# [HOW TO COMPLETE THIS TASK]
From the entries below, return exactly the lines beginning at the one that contains "activates right away;" and ending at the one that contains "InstallProgress::Wait | InstallProgress::Superseded", both of them included, and only those lines.

GIVEN RECORDS section start

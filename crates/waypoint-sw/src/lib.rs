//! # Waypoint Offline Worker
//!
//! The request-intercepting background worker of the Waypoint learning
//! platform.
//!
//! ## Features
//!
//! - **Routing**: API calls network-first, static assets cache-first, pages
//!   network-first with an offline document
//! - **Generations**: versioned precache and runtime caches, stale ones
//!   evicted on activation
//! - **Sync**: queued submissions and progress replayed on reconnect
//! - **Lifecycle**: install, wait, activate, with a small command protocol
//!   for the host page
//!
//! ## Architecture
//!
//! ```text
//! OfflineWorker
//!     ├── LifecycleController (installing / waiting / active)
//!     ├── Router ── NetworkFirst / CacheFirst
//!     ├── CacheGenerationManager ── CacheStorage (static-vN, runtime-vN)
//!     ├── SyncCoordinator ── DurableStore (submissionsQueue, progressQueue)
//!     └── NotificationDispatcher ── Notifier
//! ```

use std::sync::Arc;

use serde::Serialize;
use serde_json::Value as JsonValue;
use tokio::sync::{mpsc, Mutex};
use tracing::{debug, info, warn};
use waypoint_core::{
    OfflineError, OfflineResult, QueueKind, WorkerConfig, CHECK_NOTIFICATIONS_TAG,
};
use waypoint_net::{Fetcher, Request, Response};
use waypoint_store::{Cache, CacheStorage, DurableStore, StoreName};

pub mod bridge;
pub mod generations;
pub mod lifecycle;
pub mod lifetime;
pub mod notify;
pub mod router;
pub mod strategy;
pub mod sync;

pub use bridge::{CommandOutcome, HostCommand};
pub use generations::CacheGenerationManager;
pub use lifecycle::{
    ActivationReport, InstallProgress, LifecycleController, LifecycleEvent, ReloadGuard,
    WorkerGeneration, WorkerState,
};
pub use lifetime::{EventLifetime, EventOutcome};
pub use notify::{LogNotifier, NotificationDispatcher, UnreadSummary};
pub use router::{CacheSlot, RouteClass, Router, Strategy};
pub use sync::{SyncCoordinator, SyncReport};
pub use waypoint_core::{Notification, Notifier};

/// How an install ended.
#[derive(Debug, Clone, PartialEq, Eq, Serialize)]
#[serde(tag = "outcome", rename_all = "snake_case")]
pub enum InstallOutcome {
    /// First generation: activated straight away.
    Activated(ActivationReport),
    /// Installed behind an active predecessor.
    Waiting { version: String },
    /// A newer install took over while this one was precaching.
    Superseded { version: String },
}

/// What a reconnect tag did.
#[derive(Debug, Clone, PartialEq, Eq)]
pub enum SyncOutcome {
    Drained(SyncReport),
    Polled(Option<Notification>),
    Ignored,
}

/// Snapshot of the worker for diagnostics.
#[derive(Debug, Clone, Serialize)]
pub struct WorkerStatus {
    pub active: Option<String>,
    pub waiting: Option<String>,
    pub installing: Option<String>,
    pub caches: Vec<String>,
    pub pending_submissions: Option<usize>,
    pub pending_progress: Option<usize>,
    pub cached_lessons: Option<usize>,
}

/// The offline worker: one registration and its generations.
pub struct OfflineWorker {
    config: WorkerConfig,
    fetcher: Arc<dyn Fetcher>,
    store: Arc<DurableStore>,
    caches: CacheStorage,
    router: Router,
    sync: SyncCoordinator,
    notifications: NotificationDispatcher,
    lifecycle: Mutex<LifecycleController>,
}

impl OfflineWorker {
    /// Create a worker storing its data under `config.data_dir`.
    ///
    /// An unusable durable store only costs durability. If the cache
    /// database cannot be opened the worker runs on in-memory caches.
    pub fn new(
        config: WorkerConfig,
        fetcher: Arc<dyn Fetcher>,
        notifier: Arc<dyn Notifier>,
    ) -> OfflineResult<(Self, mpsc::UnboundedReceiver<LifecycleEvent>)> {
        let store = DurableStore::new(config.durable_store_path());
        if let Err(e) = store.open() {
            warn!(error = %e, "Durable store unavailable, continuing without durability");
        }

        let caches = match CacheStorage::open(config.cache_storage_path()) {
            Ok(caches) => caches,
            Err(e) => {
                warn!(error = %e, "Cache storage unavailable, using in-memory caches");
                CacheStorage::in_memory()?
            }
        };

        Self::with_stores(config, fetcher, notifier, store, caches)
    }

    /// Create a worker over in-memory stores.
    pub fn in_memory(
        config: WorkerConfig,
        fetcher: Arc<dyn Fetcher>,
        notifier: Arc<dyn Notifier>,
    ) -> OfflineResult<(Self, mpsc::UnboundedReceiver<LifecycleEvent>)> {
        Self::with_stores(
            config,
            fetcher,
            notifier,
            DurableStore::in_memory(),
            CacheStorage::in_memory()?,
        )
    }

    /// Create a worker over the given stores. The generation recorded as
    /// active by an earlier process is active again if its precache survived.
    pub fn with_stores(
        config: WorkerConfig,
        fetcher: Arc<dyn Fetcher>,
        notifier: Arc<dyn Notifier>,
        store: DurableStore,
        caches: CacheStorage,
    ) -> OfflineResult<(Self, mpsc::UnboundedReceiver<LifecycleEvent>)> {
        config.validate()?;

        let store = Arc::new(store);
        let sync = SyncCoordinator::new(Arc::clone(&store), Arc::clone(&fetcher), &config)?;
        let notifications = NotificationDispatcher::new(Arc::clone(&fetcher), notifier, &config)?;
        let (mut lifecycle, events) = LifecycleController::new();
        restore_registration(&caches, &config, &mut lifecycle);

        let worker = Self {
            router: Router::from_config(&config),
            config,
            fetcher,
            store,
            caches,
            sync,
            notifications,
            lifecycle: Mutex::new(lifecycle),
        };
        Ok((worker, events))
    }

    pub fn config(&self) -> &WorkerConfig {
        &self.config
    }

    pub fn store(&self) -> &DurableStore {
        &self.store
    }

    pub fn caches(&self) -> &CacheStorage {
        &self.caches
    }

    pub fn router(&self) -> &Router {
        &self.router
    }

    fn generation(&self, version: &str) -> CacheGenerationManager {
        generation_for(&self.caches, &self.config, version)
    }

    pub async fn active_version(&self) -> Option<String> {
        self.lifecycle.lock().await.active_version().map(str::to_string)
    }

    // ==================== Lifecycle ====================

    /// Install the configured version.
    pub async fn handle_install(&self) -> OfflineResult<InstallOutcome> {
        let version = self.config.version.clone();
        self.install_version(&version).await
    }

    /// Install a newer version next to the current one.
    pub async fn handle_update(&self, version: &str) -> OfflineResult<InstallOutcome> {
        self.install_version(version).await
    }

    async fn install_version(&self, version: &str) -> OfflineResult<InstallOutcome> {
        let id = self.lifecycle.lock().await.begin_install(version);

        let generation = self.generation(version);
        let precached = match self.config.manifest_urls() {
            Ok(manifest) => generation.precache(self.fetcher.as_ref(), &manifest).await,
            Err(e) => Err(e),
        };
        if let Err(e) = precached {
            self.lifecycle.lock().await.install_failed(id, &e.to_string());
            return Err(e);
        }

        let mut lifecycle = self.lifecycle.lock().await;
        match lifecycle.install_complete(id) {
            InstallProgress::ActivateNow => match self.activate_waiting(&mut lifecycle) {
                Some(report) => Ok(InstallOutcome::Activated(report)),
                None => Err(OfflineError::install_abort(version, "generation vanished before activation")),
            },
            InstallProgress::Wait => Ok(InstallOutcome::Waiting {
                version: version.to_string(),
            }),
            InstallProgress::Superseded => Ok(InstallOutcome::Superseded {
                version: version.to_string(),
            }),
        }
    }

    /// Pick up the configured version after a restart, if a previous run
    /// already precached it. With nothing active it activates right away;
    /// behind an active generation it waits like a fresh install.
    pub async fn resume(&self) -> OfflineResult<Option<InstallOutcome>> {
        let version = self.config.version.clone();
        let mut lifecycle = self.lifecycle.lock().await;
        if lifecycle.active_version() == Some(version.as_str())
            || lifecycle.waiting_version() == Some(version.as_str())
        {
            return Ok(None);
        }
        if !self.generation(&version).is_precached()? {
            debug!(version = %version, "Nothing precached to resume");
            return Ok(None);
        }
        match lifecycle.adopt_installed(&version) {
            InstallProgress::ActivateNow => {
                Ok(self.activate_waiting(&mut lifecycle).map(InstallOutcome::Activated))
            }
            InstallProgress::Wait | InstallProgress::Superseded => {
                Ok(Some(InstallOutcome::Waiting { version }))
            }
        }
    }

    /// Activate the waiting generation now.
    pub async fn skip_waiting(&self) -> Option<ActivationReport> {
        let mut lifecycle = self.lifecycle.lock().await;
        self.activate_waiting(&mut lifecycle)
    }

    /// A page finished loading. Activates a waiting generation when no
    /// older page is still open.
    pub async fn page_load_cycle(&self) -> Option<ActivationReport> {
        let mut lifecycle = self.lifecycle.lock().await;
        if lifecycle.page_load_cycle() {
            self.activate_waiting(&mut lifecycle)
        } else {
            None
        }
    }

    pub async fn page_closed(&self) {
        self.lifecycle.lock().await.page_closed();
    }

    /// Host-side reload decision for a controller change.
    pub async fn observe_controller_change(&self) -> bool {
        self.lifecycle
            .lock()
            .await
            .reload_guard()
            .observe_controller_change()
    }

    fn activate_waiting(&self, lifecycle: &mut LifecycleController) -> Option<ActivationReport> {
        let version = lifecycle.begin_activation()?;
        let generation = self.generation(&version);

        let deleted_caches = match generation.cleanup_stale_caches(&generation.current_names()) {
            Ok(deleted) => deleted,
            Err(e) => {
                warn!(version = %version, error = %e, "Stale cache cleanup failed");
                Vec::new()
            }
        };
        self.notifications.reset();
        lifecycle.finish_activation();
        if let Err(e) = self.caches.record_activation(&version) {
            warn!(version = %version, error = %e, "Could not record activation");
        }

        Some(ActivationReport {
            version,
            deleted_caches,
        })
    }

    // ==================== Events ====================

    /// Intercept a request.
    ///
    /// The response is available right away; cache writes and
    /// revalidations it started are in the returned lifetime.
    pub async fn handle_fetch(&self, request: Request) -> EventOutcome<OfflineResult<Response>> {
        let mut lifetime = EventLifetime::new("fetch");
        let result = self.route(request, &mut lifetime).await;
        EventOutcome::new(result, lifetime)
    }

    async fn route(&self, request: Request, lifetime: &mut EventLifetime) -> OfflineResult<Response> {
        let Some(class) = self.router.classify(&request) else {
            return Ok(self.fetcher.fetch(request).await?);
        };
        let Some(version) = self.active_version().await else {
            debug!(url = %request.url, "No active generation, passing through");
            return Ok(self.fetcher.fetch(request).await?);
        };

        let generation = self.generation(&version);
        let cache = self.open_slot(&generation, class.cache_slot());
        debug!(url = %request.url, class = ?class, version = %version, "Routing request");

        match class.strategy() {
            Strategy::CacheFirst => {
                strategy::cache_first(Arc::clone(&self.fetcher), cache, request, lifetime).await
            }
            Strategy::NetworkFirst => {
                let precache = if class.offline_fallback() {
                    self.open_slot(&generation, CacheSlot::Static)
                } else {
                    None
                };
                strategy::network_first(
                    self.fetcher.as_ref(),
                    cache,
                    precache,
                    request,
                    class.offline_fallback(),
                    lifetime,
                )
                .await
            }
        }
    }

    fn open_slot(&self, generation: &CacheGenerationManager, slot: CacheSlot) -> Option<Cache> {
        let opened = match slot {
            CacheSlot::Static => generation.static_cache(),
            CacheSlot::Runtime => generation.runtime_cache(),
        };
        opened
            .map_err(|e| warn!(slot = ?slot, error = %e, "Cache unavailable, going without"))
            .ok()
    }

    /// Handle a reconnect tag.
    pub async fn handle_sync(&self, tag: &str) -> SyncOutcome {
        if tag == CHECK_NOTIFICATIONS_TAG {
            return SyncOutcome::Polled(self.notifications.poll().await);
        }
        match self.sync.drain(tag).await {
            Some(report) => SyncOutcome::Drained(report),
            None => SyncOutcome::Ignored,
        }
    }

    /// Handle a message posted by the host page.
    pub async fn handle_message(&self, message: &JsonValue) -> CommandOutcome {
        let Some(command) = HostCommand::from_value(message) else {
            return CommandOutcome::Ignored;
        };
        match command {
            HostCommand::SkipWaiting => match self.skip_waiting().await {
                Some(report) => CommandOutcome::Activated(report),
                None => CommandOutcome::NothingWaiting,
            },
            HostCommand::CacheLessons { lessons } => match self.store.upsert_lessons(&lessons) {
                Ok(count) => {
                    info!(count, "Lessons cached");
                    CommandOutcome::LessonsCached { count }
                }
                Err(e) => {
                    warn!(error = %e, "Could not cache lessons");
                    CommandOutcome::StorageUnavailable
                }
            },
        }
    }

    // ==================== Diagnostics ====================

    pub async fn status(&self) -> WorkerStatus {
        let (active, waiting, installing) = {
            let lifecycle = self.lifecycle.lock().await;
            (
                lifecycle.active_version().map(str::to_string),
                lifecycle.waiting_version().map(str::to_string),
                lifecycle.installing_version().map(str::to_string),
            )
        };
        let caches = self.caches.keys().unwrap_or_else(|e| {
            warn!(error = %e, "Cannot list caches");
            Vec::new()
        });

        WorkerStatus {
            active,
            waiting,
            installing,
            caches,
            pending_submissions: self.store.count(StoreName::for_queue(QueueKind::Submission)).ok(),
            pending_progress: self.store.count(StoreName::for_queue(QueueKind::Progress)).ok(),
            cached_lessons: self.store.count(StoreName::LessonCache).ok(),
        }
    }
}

GIVEN RECORDS section end

# [FINAL ANSWER]
    /// already precached it. With nothing active it activates right away;
    /// behind an active generation it waits like a fresh install.
    pub async fn resume(&self) -> OfflineResult<Option<InstallOutcome>> {
        let version = self.config.version.clone();
        let mut lifecycle = self.lifecycle.lock().await;
        if lifecycle.active_version() == Some(version.as_str())
            || lifecycle.waiting_version() == Some(version.as_str())
        {
            return Ok(None);
        }
        if !self.generation(&version).is_precached()? {
            debug!(version = %version, "Nothing precached to resume");
            return Ok(None);
        }
        match lifecycle.adopt_installed(&version) {
            InstallProgress::ActivateNow => {
                Ok(self.activate_waiting(&mut lifecycle).map(InstallOutcome::Activated))
            }
            InstallProgress::Wait | InstallProgress::Superseded => {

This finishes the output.